An exemplary embodiment of a cleaning head which is shown in FIGS.
11 to 14 and which is denoted therein by 202 comprises a cleaning
roller holder 204 which is of substantially identical design to the
above-described cleaning roller holder 96. The cleaning roller
holder 204 comprises a holding body 206. A cleaning roller is held
on said holding body. The cleaning roller is of identical design to
the cleaning roller 18 described above. The same reference numerals
are used for identical elements. The cleaning roller 18
correspondingly has a first part 110 and a second part 112. The
cleaning roller 18 is rotatable about an axis of rotation
corresponding to the axis of rotation 68. The cleaning head has a
first face side 208 and a second face side 210. These are spaced
apart from one another in a longitudinal direction parallel to the
axis of rotation 68.
In particular, the first face side 208 and the second face side 210
form a respective lateral outer end of the cleaning head 202.
The cleaning head 202 has, on the cleaning roller holder 204 in the
region of the cleaning roller 18, a first region 212 which is
associated with the first part 110 of the cleaning roller 18.
Furthermore, the cleaning head 202 has a second region 214 which is
associated with the second part 112 of the cleaning roller 18. The
first region 212 and the second region 214 follow one another in a
longitudinal direction parallel to the axis of rotation 68. The
first face side 208 is formed at the first region 212 and the
second face side 210 is formed at the second region 214.
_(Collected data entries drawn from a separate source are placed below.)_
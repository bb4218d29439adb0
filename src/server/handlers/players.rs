use axum::extract::rejection::QueryRejection;
use axum::extract::{Query, State};
use axum::Json;
use serde::Deserialize;

use super::super::error::{ApiError, ApiResult};
use super::super::responses::{PlayerListResponse, PlayerSearchResponse};
use super::super::AppState;
use super::helpers::non_blank;
use crate::services::MIN_SEARCH_CHARS;

#[derive(Debug, Deserialize)]
pub struct ListParams {
    pub search: Option<String>,
    pub limit: Option<i64>,
    pub offset: Option<i64>,
}

#[derive(Debug, Deserialize)]
pub struct SearchParams {
    pub q: String,
    pub limit: Option<i64>,
}

pub async fn list_players(
    State(state): State<AppState>,
    params: Result<Query<ListParams>, QueryRejection>,
) -> ApiResult<PlayerListResponse> {
    let Query(params) = params?;
    let limit = params.limit.unwrap_or(100);
    let offset = params.offset.unwrap_or(0);
    let search = non_blank(params.search);

    let page = state.players.list(search.as_deref(), limit, offset).await?;
    Ok(Json(PlayerListResponse::new(page, limit, offset)))
}

/// Autocomplete search. Queries shorter than two characters are rejected.
pub async fn search_players(
    State(state): State<AppState>,
    params: Result<Query<SearchParams>, QueryRejection>,
) -> ApiResult<PlayerSearchResponse> {
    let Query(params) = params?;
    if params.q.trim().chars().count() < MIN_SEARCH_CHARS {
        return Err(ApiError::bad_request(format!(
            "q must be at least {MIN_SEARCH_CHARS} characters"
        )));
    }
    let players = state
        .players
        .search(&params.q, params.limit.unwrap_or(10))
        .await?;
    Ok(Json(players.into()))
}
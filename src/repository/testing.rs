//! Fixtures shared by store, service and router tests.

use tempfile::TempDir;

use super::{DbContext, PoolOptions};
use crate::models::{Delivery, Phase};

pub(crate) const PARTNER: &str = "AB de Villiers";

/// A migrated SQLite store in a temporary directory.
pub(crate) struct TestStore {
    pub ctx: DbContext,
    _dir: TempDir,
}

pub(crate) async fn test_store() -> TestStore {
    let dir = tempfile::tempdir().unwrap();
    let url = dir.path().join("ipl.db").display().to_string();
    let ctx = DbContext::from_url(&url, PoolOptions::default()).unwrap();
    ctx.init_schema().await.unwrap();
    TestStore { ctx, _dir: dir }
}

/// Builds one match's deliveries ball by ball.
pub(crate) struct MatchBuilder {
    match_id: i64,
    season: String,
    venue: String,
    innings: i32,
    seq: i32,
    over: i32,
    ball: i32,
    deliveries: Vec<Delivery>,
}

impl MatchBuilder {
    pub fn new(match_id: i64, season: &str, venue: &str) -> Self {
        Self {
            match_id,
            season: season.to_string(),
            venue: venue.to_string(),
            innings: 1,
            seq: 0,
            over: 0,
            ball: 0,
            deliveries: Vec::new(),
        }
    }

    pub fn innings(mut self, innings: i32) -> Self {
        self.innings = innings;
        self.seq = 0;
        self
    }

    pub fn over(mut self, over: i32) -> Self {
        self.over = over;
        self.ball = 0;
        self
    }

    pub fn runs(self, batter: &str, bowler: &str, runs: i32) -> Self {
        self.push(batter, bowler, runs, None, None)
    }

    pub fn dots(mut self, batter: &str, bowler: &str, count: usize) -> Self {
        for _ in 0..count {
            self = self.runs(batter, bowler, 0);
        }
        self
    }

    pub fn wide(self, batter: &str, bowler: &str) -> Self {
        self.push(batter, bowler, 0, Some("wides"), None)
    }

    pub fn out(self, batter: &str, bowler: &str, kind: &str) -> Self {
        self.push(batter, bowler, 0, None, Some((batter, kind)))
    }

    /// The non-striker is run out while `batter` is on strike.
    pub fn partner_run_out(self, batter: &str, bowler: &str) -> Self {
        self.push(batter, bowler, 0, None, Some((PARTNER, "run out")))
    }

    pub fn build(self) -> Vec<Delivery> {
        self.deliveries
    }

    fn push(
        mut self,
        batter: &str,
        bowler: &str,
        runs_batter: i32,
        extras: Option<&str>,
        wicket: Option<(&str, &str)>,
    ) -> Self {
        let is_legal_ball = Delivery::is_legal(extras.into_iter());
        self.seq += 1;
        if is_legal_ball {
            self.ball += 1;
        }
        self.deliveries.push(Delivery {
            match_id: self.match_id,
            innings: self.innings,
            delivery_seq: self.seq,
            season: self.season.clone(),
            venue: self.venue.clone(),
            over: self.over,
            ball: self.ball,
            batting_team: "Royal Challengers Bangalore".to_string(),
            batter: batter.to_string(),
            bowler: bowler.to_string(),
            non_striker: PARTNER.to_string(),
            runs_batter,
            runs_extras: i32::from(extras.is_some()),
            extras_type: extras.map(str::to_string),
            is_legal_ball,
            is_wicket: wicket.is_some(),
            dismissed_batter: wicket.map(|(player, _)| player.to_string()),
            wicket_type: wicket.map(|(_, kind)| kind.to_string()),
            phase: Phase::from_over(self.over),
        });
        self
    }
}

pub(crate) const KOHLI: &str = "V Kohli";
pub(crate) const STEYN: &str = "DW Steyn";
pub(crate) const MISHRA: &str = "A Mishra";
pub(crate) const DHONI: &str = "MS Dhoni";

/// Three matches over two seasons.
///
/// V Kohli: 27 runs off 11 legal balls, out twice (caught, bowled), highest 12.
/// Against DW Steyn: 22 off 7, out once, in matches 100 and 200.
pub(crate) fn sample_matches() -> Vec<Vec<Delivery>> {
    vec![
        MatchBuilder::new(100, "2008", "Eden Gardens")
            .over(0)
            .runs(KOHLI, STEYN, 4)
            .runs(KOHLI, STEYN, 0)
            .wide(KOHLI, STEYN)
            .runs(KOHLI, STEYN, 6)
            .over(7)
            .runs(KOHLI, MISHRA, 1)
            .out(KOHLI, MISHRA, "caught")
            .build(),
        MatchBuilder::new(200, "2009", "Wankhede Stadium")
            .over(16)
            .runs(KOHLI, STEYN, 6)
            .runs(KOHLI, STEYN, 6)
            .runs(KOHLI, STEYN, 0)
            .out(KOHLI, STEYN, "bowled")
            .build(),
        MatchBuilder::new(300, "2009", "Eden Gardens")
            .over(2)
            .runs(KOHLI, MISHRA, 2)
            .runs(KOHLI, MISHRA, 2)
            .over(3)
            .runs(DHONI, MISHRA, 1)
            .build(),
    ]
}

pub(crate) async fn seeded_store() -> TestStore {
    let store = test_store().await;
    for deliveries in sample_matches() {
        store.ctx.deliveries().store_match(&deliveries).await.unwrap();
    }
    store
}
A central region 216 is situated on the cleaning roller holder 204
between the first region 212 and the second region 214.
On the central region 216 there is arranged a shaft 218. The first
part 110 of the cleaning roller 18 is seated rotationally
conjointly on said shaft 218 toward the first face side 208, and
the second part 112 of the cleaning roller 18 is seated
rotationally conjointly on said shaft 218 toward the second face
side 210.
The shaft 218 forms a drive element corresponding to the drive
element 102 as described above.
By means of corresponding gearing elements 220, the shaft 218 is
connected in terms of torque transmission to a drive motor
corresponding to the drive motor 78. The drive motor 78 is seated
on the cleaning head 202. The transmission of torque from the drive
motor 78 to the cleaning roller 18 is basically the same as that
described above. Therefore, the same reference numerals are used
for identical elements. In particular, a rotational speed reducer
is provided, and a corresponding transmission device 84, which
comprises the gearing elements 220. The torque is transmitted to
the rotatable cleaning roller 18 from the drive motor 78 via the
central region 216 of the cleaning head 202.
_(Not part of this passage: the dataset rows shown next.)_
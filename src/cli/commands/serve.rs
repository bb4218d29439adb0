//! Web server command.

use console::style;

use crate::config::Settings;

const DEFAULT_PORT: u16 = 8000;

/// Start the web server.
pub async fn cmd_serve(settings: &Settings, bind: &str, no_migrate: bool) -> anyhow::Result<()> {
    let (host, port) = parse_bind_address(bind)?;
    let addr = tokio::net::lookup_host((host.as_str(), port))
        .await?
        .next()
        .ok_or_else(|| anyhow::anyhow!("Could not resolve bind address {}", bind))?;

    let ctx = settings.create_db_context()?;

    if no_migrate {
        ctx.test_connection().await?;
    } else {
        println!("{} Preparing database schema...", style("→").cyan());
        if let Err(e) = ctx.init_schema().await {
            eprintln!("  {} Schema setup failed: {}", style("✗").red(), e);
            return Err(anyhow::anyhow!("Database schema setup failed: {}", e));
        }
        println!("  {} Database ready", style("✓").green());
    }

    println!(
        "{} Starting IPL analytics API at http://{}{}",
        style("→").cyan(),
        addr,
        settings.api_prefix
    );
    println!("  Press Ctrl+C to stop");

    crate::server::serve(ctx, settings, addr).await
}

/// Parse a bind address that can be:
/// - Just a port: "8000" -> 127.0.0.1:8000
/// - Just a host: "0.0.0.0" -> 0.0.0.0:8000
/// - Host and port: "0.0.0.0:8000" -> 0.0.0.0:8000
fn parse_bind_address(bind: &str) -> anyhow::Result<(String, u16)> {
    let bind = bind.trim();
    if bind.is_empty() {
        anyhow::bail!("Bind address is empty");
    }

    if let Ok(port) = bind.parse::<u16>() {
        return Ok(("127.0.0.1".to_string(), port));
    }

    if let Some((host, port_str)) = bind.rsplit_once(':') {
        if let Ok(port) = port_str.parse::<u16>() {
            let host = host.trim_start_matches('[').trim_end_matches(']');
            return Ok((host.to_string(), port));
        }
    }

    Ok((bind.to_string(), DEFAULT_PORT))
}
The cleaning roller 18 is preferably designed so as to extend, in
the first region 212, to the first face side 208 as far as an outer
end and likewise, in the second region 214, to the second face side
210 as far as an outer end.
A first suction mouth 222 is positioned on the first region 212 of
the cleaning roller holder 204 so as to be associated with the
first part 110 of the cleaning roller 18.
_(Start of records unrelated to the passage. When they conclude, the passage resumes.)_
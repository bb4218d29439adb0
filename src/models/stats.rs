//! Batting aggregates and the ratio math shared by every report.
//!
//! Counts are carried as `i64` exactly as the store returns them; ratios are
//! derived on demand and rounded to two decimals.

use std::cmp::Ordering;
use std::ops::AddAssign;

use super::Phase;

/// Matchup phase buckets with fewer legal balls than this are suppressed.
pub const MIN_MATCHUP_PHASE_BALLS: i64 = 8;

/// Balls at which matchup confidence saturates.
const CONFIDENCE_SATURATION_BALLS: f64 = 50.0;

/// Round to two decimal places.
pub fn round2(value: f64) -> f64 {
    (value * 100.0).round() / 100.0
}

/// Sample-size reliability for a matchup, 0 to 100.
///
/// Linear in balls faced, reaching 100 at 50 balls.
pub fn confidence_score(balls: i64) -> u8 {
    if balls <= 0 {
        return 0;
    }
    let score = (balls as f64 / CONFIDENCE_SATURATION_BALLS * 100.0).round();
    score.min(100.0) as u8
}

/// Leading start year of a season label ("2007/08" -> 2007, "2011" -> 2011).
pub fn season_start_year(season: &str) -> Option<i32> {
    let digits: String = season
        .trim()
        .chars()
        .take_while(|c| c.is_ascii_digit())
        .collect();
    digits.parse().ok()
}

/// Newest-first season ordering with a string tie-break.
pub fn cmp_seasons_newest_first(a: &str, b: &str) -> Ordering {
    match (season_start_year(a), season_start_year(b)) {
        (Some(x), Some(y)) => y.cmp(&x).then_with(|| b.cmp(a)),
        (Some(_), None) => Ordering::Less,
        (None, Some(_)) => Ordering::Greater,
        (None, None) => b.cmp(a),
    }
}

/// Runs, legal balls and dismissals for some slice of deliveries.
#[derive(Debug, Clone, Copy, Default, PartialEq, Eq)]
pub struct BattingLine {
    pub runs: i64,
    pub balls: i64,
    pub outs: i64,
}

impl BattingLine {
    pub fn new(runs: i64, balls: i64, outs: i64) -> Self {
        Self { runs, balls, outs }
    }

    /// Runs per 100 balls; 0.0 with no balls faced.
    pub fn strike_rate(&self) -> f64 {
        if self.balls == 0 {
            0.0
        } else {
            round2(self.runs as f64 / self.balls as f64 * 100.0)
        }
    }

    /// Runs per dismissal; `None` while not out.
    pub fn average(&self) -> Option<f64> {
        if self.outs == 0 {
            None
        } else {
            Some(round2(self.runs as f64 / self.outs as f64))
        }
    }
}

impl AddAssign for BattingLine {
    fn add_assign(&mut self, other: Self) {
        self.runs += other.runs;
        self.balls += other.balls;
        self.outs += other.outs;
    }
}

/// One batting line per phase.
#[derive(Debug, Clone, Copy, Default, PartialEq, Eq)]
pub struct PhaseLines {
    pub powerplay: BattingLine,
    pub middle: BattingLine,
    pub death: BattingLine,
}

impl PhaseLines {
    pub fn get(&self, phase: Phase) -> &BattingLine {
        match phase {
            Phase::Powerplay => &self.powerplay,
            Phase::Middle => &self.middle,
            Phase::Death => &self.death,
        }
    }

    pub fn get_mut(&mut self, phase: Phase) -> &mut BattingLine {
        match phase {
            Phase::Powerplay => &mut self.powerplay,
            Phase::Middle => &mut self.middle,
            Phase::Death => &mut self.death,
        }
    }

    /// Phases with at least `min_balls` legal balls, in match order.
    pub fn reported(&self, min_balls: i64) -> Vec<(Phase, BattingLine)> {
        Phase::ALL
            .into_iter()
            .map(|phase| (phase, *self.get(phase)))
            .filter(|(_, line)| line.balls >= min_balls.max(1))
            .collect()
    }
}

impl AddAssign for PhaseLines {
    fn add_assign(&mut self, other: Self) {
        for phase in Phase::ALL {
            *self.get_mut(phase) += *other.get(phase);
        }
    }
}

/// Dismissals by kind. Kinds outside these four are only counted in `outs`.
#[derive(Debug, Clone, Copy, Default, PartialEq, Eq)]
pub struct DismissalCounts {
    pub caught: i64,
    pub bowled: i64,
    pub lbw: i64,
    pub stumped: i64,
}

impl AddAssign for DismissalCounts {
    fn add_assign(&mut self, other: Self) {
        self.caught += other.caught;
        self.bowled += other.bowled;
        self.lbw += other.lbw;
        self.stumped += other.stumped;
    }
}

/// A batter's aggregate for one season.
#[derive(Debug, Clone, PartialEq, Eq)]
pub struct SeasonProfile {
    pub season: String,
    pub matches: i64,
    pub line: BattingLine,
    pub phases: PhaseLines,
    pub dismissals: DismissalCounts,
    pub highest_score: i64,
}

/// A batter's aggregate across every season.
#[derive(Debug, Clone, PartialEq, Eq)]
pub struct CareerProfile {
    pub batter: String,
    pub matches: i64,
    pub line: BattingLine,
    pub phases: PhaseLines,
    pub dismissals: DismissalCounts,
    pub highest_score: Option<i64>,
}

impl CareerProfile {
    /// Fold season rows into a career. `None` when there are no rows.
    ///
    /// A match belongs to exactly one season, so summing per-season distinct
    /// match counts gives the career distinct count.
    pub fn from_seasons(batter: impl Into<String>, seasons: &[SeasonProfile]) -> Option<Self> {
        if seasons.is_empty() {
            return None;
        }

        let mut career = CareerProfile {
            batter: batter.into(),
            matches: 0,
            line: BattingLine::default(),
            phases: PhaseLines::default(),
            dismissals: DismissalCounts::default(),
            highest_score: None,
        };
        for season in seasons {
            career.matches += season.matches;
            career.line += season.line;
            career.phases += season.phases;
            career.dismissals += season.dismissals;
            career.highest_score = Some(
                career
                    .highest_score
                    .map_or(season.highest_score, |best| best.max(season.highest_score)),
            );
        }
        Some(career)
    }
}

/// A batter's contribution to a single match.
#[derive(Debug, Clone, PartialEq, Eq)]
pub struct RecentMatch {
    pub match_id: i64,
    pub season: String,
    pub venue: String,
    pub line: BattingLine,
}

impl RecentMatch {
    pub fn dismissed(&self) -> bool {
        self.line.outs > 0
    }
}

/// Most recent matches for a batter, newest first.
#[derive(Debug, Clone, PartialEq, Eq)]
pub struct RecentForm {
    pub batter: String,
    pub matches: Vec<RecentMatch>,
}

impl RecentForm {
    /// Totals across the selected matches; zeroed when there are none.
    pub fn summary(&self) -> BattingLine {
        let mut total = BattingLine::default();
        for m in &self.matches {
            total += m.line;
        }
        total
    }
}

/// One match in which a batter faced a given bowler.
#[derive(Debug, Clone, PartialEq, Eq)]
pub struct Encounter {
    pub match_id: i64,
    pub season: String,
    pub venue: String,
    pub line: BattingLine,
}

impl Encounter {
    pub fn dismissed(&self) -> bool {
        self.line.outs > 0
    }
}

/// Batter against bowler, after season/venue filtering.
#[derive(Debug, Clone, PartialEq, Eq)]
pub struct MatchupStats {
    pub batter: String,
    pub bowler: String,
    pub overall: BattingLine,
    /// Only phases that cleared [`MIN_MATCHUP_PHASE_BALLS`].
    pub phases: Vec<(Phase, BattingLine)>,
    pub recent: Vec<Encounter>,
}

impl MatchupStats {
    pub fn confidence(&self) -> u8 {
        confidence_score(self.overall.balls)
    }
}

#[derive(Debug, Clone, PartialEq, Eq)]
pub struct MatchInfo {
    pub match_id: i64,
    pub season: String,
    pub venue: String,
}

/// Search hit: a player and the number of distinct matches they batted in.
#[derive(Debug, Clone, PartialEq, Eq)]
pub struct PlayerMatches {
    pub name: String,
    pub matches: i64,
}

#[cfg(test)]
mod tests {
    use super::*;

    #[test]
    fn test_confidence_saturates() {
        assert_eq!(confidence_score(0), 0);
        assert_eq!(confidence_score(1), 2);
        assert_eq!(confidence_score(25), 50);
        assert_eq!(confidence_score(49), 98);
        assert_eq!(confidence_score(50), 100);
        assert_eq!(confidence_score(100), 100);
    }

    #[test]
    fn test_confidence_monotonic() {
        let mut last = 0;
        for balls in 0..200 {
            let score = confidence_score(balls);
            assert!(score >= last);
            last = score;
        }
    }

    #[test]
    fn test_ratios_with_zero_denominators() {
        let empty = BattingLine::default();
        assert_eq!(empty.strike_rate(), 0.0);
        assert_eq!(empty.average(), None);

        let not_out = BattingLine::new(45, 30, 0);
        assert_eq!(not_out.strike_rate(), 150.0);
        assert_eq!(not_out.average(), None);
    }

    #[test]
    fn test_ratios_round_to_two_places() {
        let line = BattingLine::new(10, 3, 3);
        assert_eq!(line.strike_rate(), 333.33);
        assert_eq!(line.average(), Some(3.33));
    }

    #[test]
    fn test_reported_phases() {
        let phases = PhaseLines {
            powerplay: BattingLine::new(6, 7, 0),
            middle: BattingLine::new(12, 10, 1),
            death: BattingLine::default(),
        };
        let profile: Vec<_> = phases.reported(1).into_iter().map(|(p, _)| p).collect();
        assert_eq!(profile, vec![Phase::Powerplay, Phase::Middle]);

        let matchup: Vec<_> = phases
            .reported(MIN_MATCHUP_PHASE_BALLS)
            .into_iter()
            .map(|(p, _)| p)
            .collect();
        assert_eq!(matchup, vec![Phase::Middle]);
    }

    #[test]
    fn test_career_folds_seasons() {
        let season = |name: &str, runs, balls, outs, best| SeasonProfile {
            season: name.to_string(),
            matches: 2,
            line: BattingLine::new(runs, balls, outs),
            phases: PhaseLines {
                powerplay: BattingLine::new(runs, balls, outs),
                ..Default::default()
            },
            dismissals: DismissalCounts {
                caught: outs,
                ..Default::default()
            },
            highest_score: best,
        };
        let seasons = vec![season("2010", 80, 60, 2, 55), season("2011", 40, 20, 1, 40)];

        let career = CareerProfile::from_seasons("V Kohli", &seasons).unwrap();
        assert_eq!(career.matches, 4);
        assert_eq!(career.line, BattingLine::new(120, 80, 3));
        assert_eq!(career.phases.powerplay, BattingLine::new(120, 80, 3));
        assert_eq!(career.dismissals.caught, 3);
        assert_eq!(career.highest_score, Some(55));

        assert!(CareerProfile::from_seasons("nobody", &[]).is_none());
    }

    #[test]
    fn test_recent_form_summary_sums_matches() {
        let form = RecentForm {
            batter: "MS Dhoni".to_string(),
            matches: vec![
                RecentMatch {
                    match_id: 9,
                    season: "2011".to_string(),
                    venue: "Chepauk".to_string(),
                    line: BattingLine::new(30, 20, 1),
                },
                RecentMatch {
                    match_id: 7,
                    season: "2011".to_string(),
                    venue: "Chepauk".to_string(),
                    line: BattingLine::new(12, 10, 0),
                },
            ],
        };
        assert_eq!(form.summary(), BattingLine::new(42, 30, 1));
        assert!(form.matches[0].dismissed());
        assert!(!form.matches[1].dismissed());

        let empty = RecentForm {
            batter: "MS Dhoni".to_string(),
            matches: vec![],
        };
        assert_eq!(empty.summary(), BattingLine::default());
    }

    #[test]
    fn test_season_ordering() {
        let mut seasons = vec!["2009", "2007/08", "2011", "2009/10"];
        seasons.sort_by(|a, b| cmp_seasons_newest_first(a, b));
        assert_eq!(seasons, vec!["2011", "2009/10", "2009", "2007/08"]);
        assert_eq!(season_start_year("2007/08"), Some(2007));
        assert_eq!(season_start_year("unknown"), None);
    }
}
A second suction mouth 224 is positioned on the second region 214
so as to be associated with the second part 112 of the cleaning
roller 18. The first suction mouth 222 is arranged on a first
suction funnel 226. The second suction mouth 224 is arranged on a
second suction funnel 228.
The first suction funnel 226 and the second suction funnel 228 are
for example plastic parts which are fixed to the cleaning head
202.
A length L (cf. FIG. 13) of the first suction mouth 222 in a
direction parallel to the axis of rotation 68 amounts to at least
80% of the corresponding length of the first part 110 of the
cleaning roller 18, and preferably substantially corresponds to an
overall length of the first part 110 of the cleaning roller 18 in
said longitudinal direction.
Correspondingly, the length of the second suction mouth 224 in said
longitudinal direction is in relation to the second part 112 of the
cleaning roller 18. In this way, it is possible for a suction
action to be realized at the cleaning head 202 over a large length
region of the first part 110 and of the second part 112,
respectively, of the cleaning roller 18.
The first suction funnel 226 with the first suction mouth 222
serves for fluid sucking at the first part 110 of the cleaning
roller 18. The second suction funnel 228 with the second suction
mouth 224 serves for fluid sucking at the second part 112 of the
cleaning roller 18.
The first suction mouth 222 and the second suction mouth 224 are
fluidically separated from one another in order to at least
minimize "drawing-in of false air" at the suction mouth 222 or 224
respectively from the other suction mouth 224 or 222
respectively.
In one exemplary embodiment, for this purpose, a separating element
230 is arranged at the central region 226. The separating element
230 is seated centrally between the first part 110 and the second
part 112 of the cleaning roller 18. Said separating element is in
particular arranged rotationally conjointly on the cleaning head
202.
The separating element 230 projects through a gap 232 between the
first part 110 and the second part 112 of the cleaning roller 18,
in a direction transverse with respect to the axis of rotation 68,
away from a setting-down surface of the cleaning roller 18 on a
surface for cleaning 16.
The separating element 230 is preferably designed so as not to
project into a gap of the cleaning roller 18 at the setting-down
surface 234, such that it also cannot come into contact with the
surface for cleaning 16.
The first suction funnel 226 has a first connection 236. A first
suction pipe 238 is connected to said first connection. The first
suction pipe 238 may be in the form of a rigid pipe, or is formed
at least in sections as a flexible pipe (hose).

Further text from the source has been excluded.